Collected data entries:
┄┄┄┄┄┄┄┄┄┄

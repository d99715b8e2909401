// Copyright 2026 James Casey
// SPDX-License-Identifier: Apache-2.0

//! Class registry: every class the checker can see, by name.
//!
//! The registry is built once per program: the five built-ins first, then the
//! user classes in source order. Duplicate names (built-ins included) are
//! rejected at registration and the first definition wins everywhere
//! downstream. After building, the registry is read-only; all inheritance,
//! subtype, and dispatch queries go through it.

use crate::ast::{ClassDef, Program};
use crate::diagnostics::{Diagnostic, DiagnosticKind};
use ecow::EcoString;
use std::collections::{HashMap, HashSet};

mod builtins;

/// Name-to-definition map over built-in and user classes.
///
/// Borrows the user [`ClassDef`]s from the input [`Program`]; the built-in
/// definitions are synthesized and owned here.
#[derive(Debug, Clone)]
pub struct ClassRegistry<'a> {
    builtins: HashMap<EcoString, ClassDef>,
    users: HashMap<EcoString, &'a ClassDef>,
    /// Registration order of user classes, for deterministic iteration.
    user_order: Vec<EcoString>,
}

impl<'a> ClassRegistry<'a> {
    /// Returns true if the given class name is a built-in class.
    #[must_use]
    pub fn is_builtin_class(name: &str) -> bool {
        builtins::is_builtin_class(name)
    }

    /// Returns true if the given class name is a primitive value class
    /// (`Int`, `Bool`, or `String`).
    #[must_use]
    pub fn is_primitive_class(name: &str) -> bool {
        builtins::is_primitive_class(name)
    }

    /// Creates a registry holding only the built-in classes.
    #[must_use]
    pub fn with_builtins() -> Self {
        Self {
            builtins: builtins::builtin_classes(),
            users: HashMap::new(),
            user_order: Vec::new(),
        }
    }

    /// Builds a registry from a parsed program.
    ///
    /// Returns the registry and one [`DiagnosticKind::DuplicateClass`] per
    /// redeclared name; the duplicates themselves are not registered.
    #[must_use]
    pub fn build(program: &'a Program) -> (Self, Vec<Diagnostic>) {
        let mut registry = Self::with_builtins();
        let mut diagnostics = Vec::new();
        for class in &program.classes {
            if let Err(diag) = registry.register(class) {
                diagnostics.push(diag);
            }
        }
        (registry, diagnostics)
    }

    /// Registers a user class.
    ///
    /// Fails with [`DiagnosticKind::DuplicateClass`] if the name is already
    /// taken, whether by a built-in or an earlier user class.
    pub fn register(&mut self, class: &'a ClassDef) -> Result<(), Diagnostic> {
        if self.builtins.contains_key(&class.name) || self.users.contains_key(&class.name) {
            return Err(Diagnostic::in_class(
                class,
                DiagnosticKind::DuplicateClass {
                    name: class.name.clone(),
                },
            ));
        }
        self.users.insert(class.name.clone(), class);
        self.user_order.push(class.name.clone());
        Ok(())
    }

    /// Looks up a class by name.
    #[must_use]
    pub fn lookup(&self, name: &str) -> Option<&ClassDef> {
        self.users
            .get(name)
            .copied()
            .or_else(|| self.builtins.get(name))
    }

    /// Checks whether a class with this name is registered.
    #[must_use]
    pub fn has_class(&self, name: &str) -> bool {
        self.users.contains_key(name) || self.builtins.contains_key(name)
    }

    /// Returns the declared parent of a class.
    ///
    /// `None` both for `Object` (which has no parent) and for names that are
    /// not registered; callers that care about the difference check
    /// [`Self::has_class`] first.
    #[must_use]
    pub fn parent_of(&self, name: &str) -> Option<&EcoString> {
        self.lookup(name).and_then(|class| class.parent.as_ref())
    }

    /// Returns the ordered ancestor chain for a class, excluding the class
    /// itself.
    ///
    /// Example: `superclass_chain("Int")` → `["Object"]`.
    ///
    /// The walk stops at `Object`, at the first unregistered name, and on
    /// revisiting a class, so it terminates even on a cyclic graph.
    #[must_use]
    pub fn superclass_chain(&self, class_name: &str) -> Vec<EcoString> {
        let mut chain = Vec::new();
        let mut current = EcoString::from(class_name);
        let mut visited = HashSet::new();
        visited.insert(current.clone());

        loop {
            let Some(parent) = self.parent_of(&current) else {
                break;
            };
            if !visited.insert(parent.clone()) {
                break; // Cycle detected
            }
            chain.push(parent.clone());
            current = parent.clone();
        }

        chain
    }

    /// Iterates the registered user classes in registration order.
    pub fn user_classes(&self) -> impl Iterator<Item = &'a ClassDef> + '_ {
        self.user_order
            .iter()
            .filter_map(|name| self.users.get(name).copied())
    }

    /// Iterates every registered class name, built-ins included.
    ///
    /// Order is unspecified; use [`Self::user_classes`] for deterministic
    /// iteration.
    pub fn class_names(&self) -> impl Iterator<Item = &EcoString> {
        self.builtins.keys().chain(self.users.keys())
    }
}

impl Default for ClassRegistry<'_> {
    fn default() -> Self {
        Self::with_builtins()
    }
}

┄┄┄┄┄┄┄┄┄┄

Would you set down, word for word, the lines from the opening of the entries above through the line with "pub fn is_builtin_class(name: &str)", both included, and no others?

repository d99715b8e2909401
// Copyright 2026 James Casey
// SPDX-License-Identifier: Apache-2.0

//! Class registry: every class the checker can see, by name.
//!
//! The registry is built once per program: the five built-ins first, then the
//! user classes in source order. Duplicate names (built-ins included) are
//! rejected at registration and the first definition wins everywhere
//! downstream. After building, the registry is read-only; all inheritance,
//! subtype, and dispatch queries go through it.

use crate::ast::{ClassDef, Program};
use crate::diagnostics::{Diagnostic, DiagnosticKind};
use ecow::EcoString;
use std::collections::{HashMap, HashSet};

mod builtins;

/// Name-to-definition map over built-in and user classes.
///
/// Borrows the user [`ClassDef`]s from the input [`Program`]; the built-in
/// definitions are synthesized and owned here.
#[derive(Debug, Clone)]
pub struct ClassRegistry<'a> {
    builtins: HashMap<EcoString, ClassDef>,
    users: HashMap<EcoString, &'a ClassDef>,
    /// Registration order of user classes, for deterministic iteration.
    user_order: Vec<EcoString>,
}

impl<'a> ClassRegistry<'a> {
    /// Returns true if the given class name is a built-in class.
    #[must_use]
    pub fn is_builtin_class(name: &str) -> bool {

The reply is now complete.